Now condos are all the rage, regardless of age or whether you have young children or pets. They are popping up _everywhere_ here, and the most popular ones have spacious yards and are built side-by-side and are connected by the garage, to increase privacy/reduce neighbor-to-neighbor noise. They also come with attractive clubhouses, pools and tennis courts. In the 80s this was rather unheard of in my neck of the woods and condos were almost looked down upon, even though they are usually "owner properties" as opposed to rental properties. Now, however, they are becoming associated with the lifestyle of a carefree, fun-loving, high-earning business man whose too busy to do his own lawn! How the times have changed.

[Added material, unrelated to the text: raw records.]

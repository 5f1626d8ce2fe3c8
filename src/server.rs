//! Server accept loop: admission, handshake, and the per-connection receive
//! tasks that drive the relay (threaded mode), plus a single-task reactor
//! loop that does the same work without a separate transmitter task.

use std::future::Future;
use std::net::SocketAddr;
use std::pin::Pin;
use std::sync::Arc;
use std::task::Poll;

use socket2::{Domain, Socket, Type};
use tokio::io::AsyncWriteExt;
use tokio::net::tcp::OwnedReadHalf;
use tokio::net::{TcpListener, TcpStream};
use tokio_util::sync::CancellationToken;

use crate::display::Display;
use crate::frame::{self, FrameError};
use crate::registry::{ClientRecord, Registry};
use crate::relay::{self, Relay};

/// Longest username accepted at the handshake.
const MAX_USERNAME_LEN: usize = 32;

/// Message sent to a client turned away for lack of room.
const REGISTRY_FULL_MESSAGE: &[u8] = b"Too many clients!";

pub struct ServerConfig {
    pub bind_addr: SocketAddr,
    pub max_clients: usize,
    pub max_frame_len: u32,
    pub backlog: u32,
}

/// Truncate a just-decoded username to the admitted maximum length.
fn truncate_username(mut username: Vec<u8>) -> Vec<u8> {
    username.truncate(MAX_USERNAME_LEN);
    username
}

/// Bind and listen with an explicit backlog, which `TcpListener::bind`
/// alone leaves at the platform default.
fn bind_listener(addr: SocketAddr, backlog: u32) -> std::io::Result<TcpListener> {
    let domain = if addr.is_ipv4() { Domain::IPV4 } else { Domain::IPV6 };
    let socket = Socket::new(domain, Type::STREAM, None)?;
    socket.set_reuse_address(true)?;
    socket.set_nonblocking(true)?;
    socket.bind(&addr.into())?;
    socket.listen(backlog as i32)?;
    TcpListener::from_std(socket.into())
}

/// Run the accept loop with a dedicated transmitter task: each connection
/// gets its own receive task, and all writes are serialized through
/// [`Relay`].
pub async fn run_threaded(
    config: ServerConfig,
    display: Arc<dyn Display>,
    cancel: CancellationToken,
) -> anyhow::Result<()> {
    let listener = bind_listener(config.bind_addr, config.backlog)?;
    log::info!("listening on {}", config.bind_addr);

    let registry = Arc::new(Registry::new(config.max_clients));
    let (relay, transmitter) = Relay::new(registry.clone(), cancel.clone());
    let transmitter_handle = tokio::spawn(transmitter);

    loop {
        tokio::select! {
            _ = cancel.cancelled() => break,
            accepted = listener.accept() => {
                match accepted {
                    Ok((stream, peer_addr)) => {
                        log::info!("Received connection from {peer_addr}");
                        let registry = registry.clone();
                        let relay = relay.clone();
                        let display = display.clone();
                        let max_frame_len = config.max_frame_len;
                        let child_cancel = cancel.child_token();
                        tokio::spawn(async move {
                            if let Err(e) = handle_connection(
                                stream, peer_addr, registry, relay, display, max_frame_len, child_cancel,
                            )
                            .await
                            {
                                log::warn!("connection from {peer_addr} ended: {e}");
                            }
                        });
                    }
                    Err(e) => log::warn!("accept error: {e}"),
                }
            }
        }
    }

    drop(relay);
    let _ = transmitter_handle.await;
    log::debug!("server accept loop stopped");
    Ok(())
}

async fn handle_connection(
    stream: TcpStream,
    peer_addr: SocketAddr,
    registry: Arc<Registry>,
    relay: Relay,
    display: Arc<dyn Display>,
    max_frame_len: u32,
    cancel: CancellationToken,
) -> anyhow::Result<()> {
    let (mut read_half, mut write_half) = stream.into_split();

    let username = match frame::decode(&mut read_half, max_frame_len).await {
        Ok(u) => u,
        Err(FrameError::ConnectionClosed) => return Ok(()),
        Err(e) => return Err(e.into()),
    };
    let username = truncate_username(username);

    if registry.size() >= registry.cap() {
        log::info!("{peer_addr}: rejected, registry full");
        let _ = frame::write_frame(&mut write_half, REGISTRY_FULL_MESSAGE).await;
        return Ok(());
    }

    let record = match registry.insert(username.clone(), write_half) {
        Ok(record) => record,
        Err(full) => {
            log::info!("{peer_addr}: {full}");
            return Ok(());
        }
    };

    log::info!(
        "{peer_addr}: {} joined as client {}",
        String::from_utf8_lossy(&username),
        record.id
    );

    loop {
        let result = tokio::select! {
            _ = cancel.cancelled() => break,
            result = frame::decode(&mut read_half, max_frame_len) => result,
        };
        let payload = match result {
            Ok(p) => p,
            Err(FrameError::ConnectionClosed) => {
                log::info!("{peer_addr}: connection closed");
                break;
            }
            Err(e) => {
                log::warn!("{peer_addr}: frame error: {e}");
                break;
            }
        };

        if relay.submit(record.id, payload.clone()).await.is_err() {
            log::warn!("{peer_addr}: relay transmitter gone, stopping");
            break;
        }
        relay::display_payload(display.as_ref(), &payload);
    }

    record.mark_closed();
    Ok(())
}

/// Accumulates bytes read off one socket until a complete frame is
/// available, so a single reactor task can multiplex many connections
/// without losing partially-read frames between readiness events.
struct FrameAssembler {
    buf: Vec<u8>,
}

impl FrameAssembler {
    fn new() -> Self {
        Self { buf: Vec::new() }
    }

    /// Drain `buf` of as many complete frames as are present, stripping each
    /// frame's length prefix and NUL terminator.
    fn drain_frames(&mut self, max_frame_len: u32) -> Result<Vec<Vec<u8>>, FrameError> {
        let mut payloads = Vec::new();
        loop {
            if self.buf.len() < frame::LEN_FIELD_SIZE as usize {
                break;
            }
            let len_bytes: [u8; 4] = self.buf[..4].try_into().unwrap();
            let frame_len = u32::from_be_bytes(len_bytes);
            if frame_len < frame::MIN_FRAME_LEN {
                return Err(FrameError::FrameTooSmall {
                    len: frame_len,
                    min: frame::MIN_FRAME_LEN,
                });
            }
            if frame_len > max_frame_len {
                return Err(FrameError::FrameTooLarge {
                    len: frame_len,
                    max: max_frame_len,
                });
            }
            if (self.buf.len() as u32) < frame_len {
                break;
            }
            let mut frame_bytes: Vec<u8> = self.buf.drain(..frame_len as usize).collect();
            frame_bytes.drain(..frame::LEN_FIELD_SIZE as usize);
            frame_bytes.pop();
            payloads.push(frame_bytes);
        }
        Ok(payloads)
    }
}

/// Single-task reactor: one loop polls the listener and every registered
/// client's socket for readiness, decoding and fanning out synchronously
/// with no helper transmitter task.
pub async fn run_reactor(
    config: ServerConfig,
    display: Arc<dyn Display>,
    cancel: CancellationToken,
) -> anyhow::Result<()> {
    let listener = bind_listener(config.bind_addr, config.backlog)?;
    log::info!("listening on {} (reactor mode)", config.bind_addr);

    let registry = Registry::new(config.max_clients);
    let mut readers: Vec<(Arc<ClientRecord>, OwnedReadHalf)> = Vec::new();
    let mut assemblers: Vec<FrameAssembler> = Vec::new();

    loop {
        tokio::select! {
            _ = cancel.cancelled() => break,
            accepted = listener.accept() => {
                match accepted {
                    Ok((stream, peer_addr)) => {
                        log::info!("Received connection from {peer_addr}");
                        let (mut read_half, mut write_half) = stream.into_split();
                        match frame::decode(&mut read_half, config.max_frame_len).await {
                            Ok(username) => {
                                let username = truncate_username(username);
                                if registry.size() >= registry.cap() {
                                    log::info!("{peer_addr}: rejected, registry full");
                                    let _ = frame::write_frame(&mut write_half, REGISTRY_FULL_MESSAGE).await;
                                } else {
                                    match registry.insert(username.clone(), write_half) {
                                        Ok(record) => {
                                            log::info!(
                                                "{peer_addr}: {} joined as client {}",
                                                String::from_utf8_lossy(&username),
                                                record.id
                                            );
                                            readers.push((record, read_half));
                                            assemblers.push(FrameAssembler::new());
                                        }
                                        Err(full) => log::info!("{peer_addr}: {full}"),
                                    }
                                }
                            }
                            Err(e) => log::info!("{peer_addr}: handshake failed: {e}"),
                        }
                    }
                    Err(e) => log::warn!("accept error: {e}"),
                }
            }
            idx = wait_any_readable(&readers), if !readers.is_empty() => {
                let mut closed = false;
                let mut read_buf = [0u8; 4096];
                loop {
                    match readers[idx].1.try_read(&mut read_buf) {
                        Ok(0) => {
                            closed = true;
                            break;
                        }
                        Ok(n) => assemblers[idx].buf.extend_from_slice(&read_buf[..n]),
                        Err(e) if e.kind() == std::io::ErrorKind::WouldBlock => break,
                        Err(_) => {
                            closed = true;
                            break;
                        }
                    }
                }

                match assemblers[idx].drain_frames(config.max_frame_len) {
                    Ok(payloads) => {
                        for payload in payloads {
                            let originator = readers[idx].0.id;
                            for (record, _) in readers.iter() {
                                if record.id == originator || record.is_closed() {
                                    continue;
                                }
                                if let Ok(frame) = frame::encode(&payload) {
                                    let mut writer = record.writer.lock().await;
                                    if writer.write_all(&frame).await.is_err() {
                                        drop(writer);
                                        record.mark_closed();
                                    }
                                }
                            }
                            relay::display_payload(display.as_ref(), &payload);
                        }
                    }
                    Err(e) => {
                        log::warn!("reactor: frame error on client {}: {e}", readers[idx].0.id);
                        closed = true;
                    }
                }

                if closed {
                    readers[idx].0.mark_closed();
                    readers.remove(idx);
                    assemblers.remove(idx);
                }
            }
        }
    }

    log::debug!("reactor loop stopped");
    Ok(())
}

/// Resolve to the index of the first reader whose socket is readable.
///
/// `OwnedReadHalf` does not `Deref` to `TcpStream` and so has no
/// `poll_read_ready`; it only exposes the async `readable()`. Each call
/// builds one `readable()` future per reader and polls them by hand so the
/// set can be awaited together without pulling in a futures-combinator
/// crate just for this.
async fn wait_any_readable(readers: &[(Arc<ClientRecord>, OwnedReadHalf)]) -> usize {
    let mut pending: Vec<Pin<Box<dyn Future<Output = std::io::Result<()>> + '_>>> = readers
        .iter()
        .map(|(_, read_half)| Box::pin(read_half.readable()) as Pin<Box<dyn Future<Output = _> + '_>>)
        .collect();

    std::future::poll_fn(move |cx| {
        for (i, fut) in pending.iter_mut().enumerate() {
            if fut.as_mut().poll(cx).is_ready() {
                return Poll::Ready(i);
            }
        }
        Poll::Pending
    })
    .await
}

Also, in Wisconsin, the run-down, tacky apartments FAR outnumber the trendy or esthetically pleasing ones.


----------



## mangohomme

I'm gringo but live in Baja, Mx. I've traveled throughout Mx and Central America and lived in Nica and Costa Rica. Houses are much more common everywhere I've been. They're generally smaller with smaller yards, smaller streets and smaller dogs...


----------



## Lombard Beige

tvdxer said:


> What's the most popular form of housing in your country and why?



As the situation is almost the direct opposite, I take the liberty to use your words as far as possible:

Here in Italy, most of us live in apartments, which are the rule in large urban areas and with younger people and students, though freestanding single-family homes on a yard are common in suburbs. Even the poor often have their own home. Mobile homes are uncommon as actual homes. The reason why the Italian housing market is this way is the limited amount of land here: open spaces are limited. The high price of gas here also is a big part of determining the housing situation. Italians generally like the idea of owning their own home, and value privacy (at least they do in the North, where I live), and many, if not most, find the idea of renting an apartment past 30 or so undesirable (condominium apartments are popular, and are usually owned by those living in them). 80% of Italians own their own homes.

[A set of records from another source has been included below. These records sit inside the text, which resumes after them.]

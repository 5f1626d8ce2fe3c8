//! The relay core: serializes incoming messages and fans each one out to
//! every other registered client.
//!
//! A submit/completed rendezvous built from a capacity-1 `mpsc` channel
//! whose items each carry their own one-shot completion channel. "At most
//! one pending submission" falls out of the channel capacity; "wait for
//! *my* completion, not anyone else's" falls out of each submission owning
//! a private oneshot rather than comparing ids against shared mutable
//! state — there is no id to race on because there is no shared completion
//! slot at all.

use std::sync::Arc;

use thiserror::Error;
use tokio::io::AsyncWriteExt;
use tokio::sync::{mpsc, oneshot};
use tokio_util::sync::CancellationToken;

use crate::display::Display;
use crate::frame;
use crate::registry::{ClientId, Registry};

/// One pending broadcast request: a decoded frame from `originator`,
/// together with the means for the submitter to learn when fan-out (and
/// hence its own turn to write to the display) may proceed.
struct Submission {
    originator: ClientId,
    payload: Vec<u8>,
    done: oneshot::Sender<()>,
}

#[derive(Debug, Error)]
pub enum RelayError {
    #[error("relay transmitter has shut down")]
    TransmitterGone,
}

/// Handle receive tasks use to submit a decoded frame for broadcast.
///
/// Cheaply cloneable (wraps an `mpsc::Sender`); every receive task gets its
/// own clone.
#[derive(Clone)]
pub struct Relay {
    tx: mpsc::Sender<Submission>,
}

impl Relay {
    /// Construct a relay and its transmitter task. The caller is
    /// responsible for spawning the returned future (typically via
    /// `tokio::spawn`).
    pub fn new(
        registry: Arc<Registry>,
        cancel: CancellationToken,
    ) -> (Self, impl std::future::Future<Output = ()>) {
        // Capacity 1: at most one pending submission at a time.
        let (tx, rx) = mpsc::channel(1);
        let relay = Relay { tx };
        let transmitter = run_transmitter(rx, registry, cancel);
        (relay, transmitter)
    }

    /// Submit a decoded frame for broadcast to every other registered
    /// client, blocking until the transmitter has finished fanning it out.
    ///
    /// On return the caller (a receive task) is clear to write `payload`
    /// to the display exactly once — the transmitter never writes to the
    /// display itself, so exactly one copy is ever displayed by
    /// construction (only the originating receive task ever does it, and
    /// only after its own submission has cleared).
    pub async fn submit(&self, originator: ClientId, payload: Vec<u8>) -> Result<(), RelayError> {
        let (done_tx, done_rx) = oneshot::channel();
        self.tx
            .send(Submission {
                originator,
                payload,
                done: done_tx,
            })
            .await
            .map_err(|_| RelayError::TransmitterGone)?;
        done_rx.await.map_err(|_| RelayError::TransmitterGone)?;
        Ok(())
    }
}

/// The single transmitter task: takes one submission at a time, snapshots
/// the registry, and fans the payload out to every other open record.
///
/// A send failure to one peer does not abort broadcast to the rest; the
/// offending record is marked closed instead.
async fn run_transmitter(
    mut rx: mpsc::Receiver<Submission>,
    registry: Arc<Registry>,
    cancel: CancellationToken,
) {
    loop {
        let submission = tokio::select! {
            _ = cancel.cancelled() => break,
            submission = rx.recv() => match submission {
                Some(s) => s,
                None => break,
            },
        };

        let Submission {
            originator,
            payload,
            done,
        } = submission;

        // The payload was itself decoded from a frame within the configured
        // cap, so re-encoding it can never exceed that cap.
        let frame = match frame::encode(&payload) {
            Ok(f) => f,
            Err(e) => {
                log::warn!("relay: refusing to re-encode payload from {originator}: {e}");
                let _ = done.send(());
                continue;
            }
        };

        for record in registry.snapshot() {
            if record.id == originator || record.is_closed() {
                continue;
            }
            let mut writer = record.writer.lock().await;
            if let Err(e) = writer.write_all(&frame).await {
                log::warn!("relay: send to client {} failed, closing: {e}", record.id);
                drop(writer);
                record.mark_closed();
            }
        }

        // Signal completion; caller's turn to display the message.
        let _ = done.send(());
    }
}

/// Display a relayed payload on the server's own pane, lossily decoding it
/// as UTF-8 (the wire protocol carries opaque bytes; UTF-8 is conventional
/// but not enforced).
pub fn display_payload(display: &dyn Display, payload: &[u8]) {
    display.write_line(&String::from_utf8_lossy(payload));
}
//! End-to-end UDP discovery scenarios against real loopback sockets.

use std::time::Duration;

use ptmp_chat::discovery;
use tokio_util::sync::CancellationToken;

/// S3/S4. The discovery responder answers a well-formed probe with the
/// padded room name and stays silent for anything else.
#[tokio::test]
async fn discovery_responds_to_probe_and_ignores_other_datagrams() {
    let socket = discovery::bind_responder(0).unwrap();
    let server_addr = socket.local_addr().unwrap();
    let cancel = CancellationToken::new();
    let handle = tokio::spawn(discovery::serve_responder(
        socket,
        "lobby".to_string(),
        cancel.clone(),
    ));

    let client = tokio::net::UdpSocket::bind("127.0.0.1:0").await.unwrap();
    client
        .send_to(&discovery::PROBE_MAGIC, server_addr)
        .await
        .unwrap();
    let mut buf = [0u8; discovery::ROOM_NAME_REPLY_LEN];
    let (n, _) = client.recv_from(&mut buf).await.unwrap();
    assert_eq!(n, discovery::ROOM_NAME_REPLY_LEN);
    assert_eq!(discovery::unpack_room_name(&buf), "lobby");

    client.send_to(b"AB", server_addr).await.unwrap();
    let silence = tokio::time::timeout(Duration::from_millis(150), client.recv_from(&mut buf));
    assert!(silence.await.is_err(), "non-probe datagrams must get no reply");

    cancel.cancel();
    let _ = handle.await;
}

/// S3. A full probe/reply round trip through the client-side `probe` helper
/// (not just the raw socket), exercising the public discovery client API.
#[tokio::test]
async fn probe_discovers_a_running_responder() {
    let socket = discovery::bind_responder(0).unwrap();
    let server_addr = socket.local_addr().unwrap();
    let port = server_addr.port();
    let cancel = CancellationToken::new();
    let handle = tokio::spawn(discovery::serve_responder(
        socket,
        "lobby".to_string(),
        cancel.clone(),
    ));

    let found = discovery::probe(std::net::Ipv4Addr::LOCALHOST, port)
        .await
        .unwrap();
    assert_eq!(found.len(), 1);
    assert_eq!(found[0].room_name, "lobby");

    cancel.cancel();
    let _ = handle.await;
}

I apologize again for using your words, but as you can see, they provided me with a very useful framework.

regards


----------



## tvdxer

Lombard Beige said:


> As the situation is almost the direct opposite, I take the liberty to use your words as far as possible:
> 
> Here in Italy, most of us live in apartments, which are the rule in large urban areas and with younger people and students, though freestanding single-family homes on a yard are common in suburbs. Even the poor often have their own home. Mobile homes are uncommon as actual homes. The reason why the Italian housing market is this way is the limited amount of land here: open spaces are limited. The high price of gas here also is a big part of determining the housing situation. Italians generally like the idea of owning their own home, and value privacy (at least they do in the North, where I live), and many, if not most, find the idea of renting an apartment past 30 or so undesirable (condominium apartments are popular, and are usually owned by those living in them). 80% of Italians own their own homes.
> 
> I apologize again for using your words, but as you can see, they provided me with a very useful framework.
> 
> regards



That's OK 

When I was in Costa Rica, I noticed the same thing as BajaMx.  Houses are far more common.  You see few apartment buildings there.  I heard part of the reason (at least why large apartment buildings aren't built) is earthquakes.


----------



## Sallyb36

in a rented 3 bedroom, 1 bathroom, 1 kitchen, 1 dining room, 1 living room centrally heated, double glazed mid-terraced house.  i've been in the same house for 20 years, am beginning the buying process now.


----------



## nanel

I live in an apartment, like most people in Madrid: 3 bedrooms, 2 bathrooms and around 101m2. My bank owns it. Oops, I mean, I own it and have a mortgage to pay, which is basically the same.


----------



## alacant

I live in a one bedroom apartment by the coast in Alicante, Spain. I have a great view over the bay of Alicante. The apt. is approx. 50 m2, the living room is quite large, because the owners have converted the balcony to enlarge it. It faces south, which means that get sun all day. I consider myself privileged to live where I live, would like to buy somewhere, but unless I win the lottery that's not possible! Unfortunately I have to move soon as the owner is selling it. I think it will be very difficult to find somewhere else that I like as much.


----------



## Etcetera

In Russia, people in cities live mostly in flats. So do I. 
Most people's flats are owned by the state, but my flat, of two rooms, is owned by my mother and me.


----------



## JamesM

We live in a 3-bedroom house in a suburb of Los Angeles. It's a 1,500 sq. ft. house (140 m2?) built in the early 1980s. 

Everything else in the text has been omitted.